Fleming Stone did not answer this direct question, but said: “At what time did you leave Mr. Arnold?”
“At about one o’clock,” replied Chapin.
“And you went downstairs, Miss Duncan?”
“At about ten minutes after one. I saw Mr. Chapin come up, and waited for him to get to his room. I went down, partly to make peace with Mr. Arnold, and partly to learn what he had said to Mr. Chapin.”
“Then you went back upstairs at what time?”
“At about half-past one; perhaps twenty minutes of two.”
“You saw no one about?”
“No.”
“Did either of you hear Mr. Arnold come upstairs?”
“Why, no,” returned Chapin; “as the presumption is he never came up.”
“Did you hear any noise during the rest of the night?”
“No,” said Dorothy, but Ernest Chapin said: “I heard some sounds, which I assume to be the rats in the wall that the servants mentioned.”
“Tell me of these sounds,” said Stone with greatest interest.
“It was, I think, a little before two o’clock,” said Chapin. “I had not been to sleep, and I heard a sound in the wall at the head of my bed, a sort of scratching sound as of something going up or down. When the servants spoke of rats, I decided that was what it was, though I had never heard them before. The sounds ceased, and I fell into a restless doze, when I was awakened by a repetition of the same or similar sounds. I looked at my watch and it was then about three o’clock. I heard no more of them, but I was then so thoroughly wide awake I couldn’t lie still, so I got up and packed my clothing and belongings. Mr. Arnold had discharged me from my position as his secretary, but he hadn’t told me to leave at once. However, I felt I could not stay, and decided to leave early the next morning. When I learned of Mr. Arnold’s strange disappearance, I concluded to stay until the mystery was cleared. So I told Peters to unpack my things. I did give him a fee, as has always been my habit when he did extra services for me, and I did ask him not to mention the matter; but the two incidents had no connection, and it was not a case of bribery as has been charged.”
“I believe you implicitly, Mr. Chapin,” said Stone; “what interests me most is those strange sounds in the wall. Why should rats appear suddenly, when you have never heard them there before?”

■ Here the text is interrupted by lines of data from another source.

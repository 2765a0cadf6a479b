//! Append-only audit log.
//!
//! Every state-mutating command handler emits at least one record. Records
//! are dual-written: appended to the log file and mirrored into the tracing
//! subscriber (which the daemon points at standard error). On first open the
//! file's append-only attribute is set best-effort so ordinary users cannot
//! truncate it; failure to do so downgrades to plain append mode with a
//! warning.

use std::fs::{File, OpenOptions};
use std::io::Write;
use std::path::{Path, PathBuf};
use std::sync::{Arc, Mutex};

use chrono::Utc;
use tracing::{info, warn};

use crate::exec::CommandRunner;

/// Serialized writer over the audit log file.
pub struct AuditLog {
    path: PathBuf,
    file: Mutex<Option<File>>,
}

impl AuditLog {
    /// Opens (creating if needed) the audit log in append mode.
    ///
    /// Never fails: if the file cannot be opened the log degrades to
    /// tracing-only operation with a warning.
    #[must_use]
    pub fn open(path: &Path, runner: &Arc<dyn CommandRunner>) -> Self {
        let file = match OpenOptions::new().create(true).append(true).open(path) {
            Ok(f) => {
                enforce_append_only(path, runner);
                Some(f)
            }
            Err(e) => {
                warn!(path = %path.display(), error = %e, "audit log unavailable, tracing only");
                None
            }
        };
        Self {
            path: path.to_path_buf(),
            file: Mutex::new(file),
        }
    }

    /// A tracing-only log for dry runs and tests.
    #[must_use]
    pub fn disabled() -> Self {
        Self {
            path: PathBuf::new(),
            file: Mutex::new(None),
        }
    }

    /// Appends one structured record and mirrors it into tracing.
    pub fn record(&self, module: &str, event: &str, details: &str) {
        info!(target: "audit", module, event, details);

        let mut guard = self.file.lock().unwrap_or_else(std::sync::PoisonError::into_inner);
        if let Some(file) = guard.as_mut() {
            let line = format!(
                "{} [{module}] {event}: {details}\n",
                Utc::now().to_rfc3339()
            );
            if let Err(e) = file.write_all(line.as_bytes()) {
                warn!(path = %self.path.display(), error = %e, "audit append failed");
            }
        }
    }
}

/// Best-effort `chattr +a` so the log survives casual tampering.
fn enforce_append_only(path: &Path, runner: &Arc<dyn CommandRunner>) {
    match runner.run("chattr", &["+a", &path.display().to_string()]) {
        Ok(output) if output.status.success() => {}
        Ok(output) => {
            warn!(
                path = %path.display(),
                stderr = %String::from_utf8_lossy(&output.stderr).trim(),
                "could not set append-only attribute, continuing with plain append"
            );
        }
        Err(e) => {
            warn!(path = %path.display(), error = %e, "chattr unavailable");
        }
    }
}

“I don’t know, I’m sure,” said Chapin, wearily, “but I can’t see that it has any bearing on the crime. No secret passage exists in that wall or any other, for I have examined the house myself, aside from the searchings of the detective and Mr. Crane and the others.”
“Thank you, Mr. Chapin,” said Fleming Stone, as he left. “You have helped me more than you know. I feel sure we shall unravel this tangled thread of mystery in a few days, at most. Come, Miss Duncan, are you ready to go?”
But even as he spoke, Fleming Stone turned aside to give the pair an opportunity for a word alone, and at his nod the warden also waited a moment.
And then the two visitors went away, and Chapin was left in his cell, but with a heart full of hope and faith in the great detective’s powers.
Stone helped Dorothy into the car and got in beside her. She looked at him appealingly; he replied at once to her unspoken question.
“Your faith is not misplaced, my dear child. Mr. Chapin is innocent of the crime; and though he must remain where he is until the criminal is discovered, it is fortunate that he has the knowledge of your love and loyalty to cheer him. Moreover, he may yet owe his very life to your insistence on his innocence; for I have never seen a more convincing pile of circumstantial evidence against an innocent man.”
“But how are you going to find the culprit, Mr. Stone?”
“There seems to be no direction in which to look. There are, in fact, very few directions in which to look; but I’m sure you can understand that the very limitations of the outlook must mean quick work.”
Dorothy didn’t quite understand this, but as Mr. Stone became silent and seemed lost in thought, she said nothing further to him.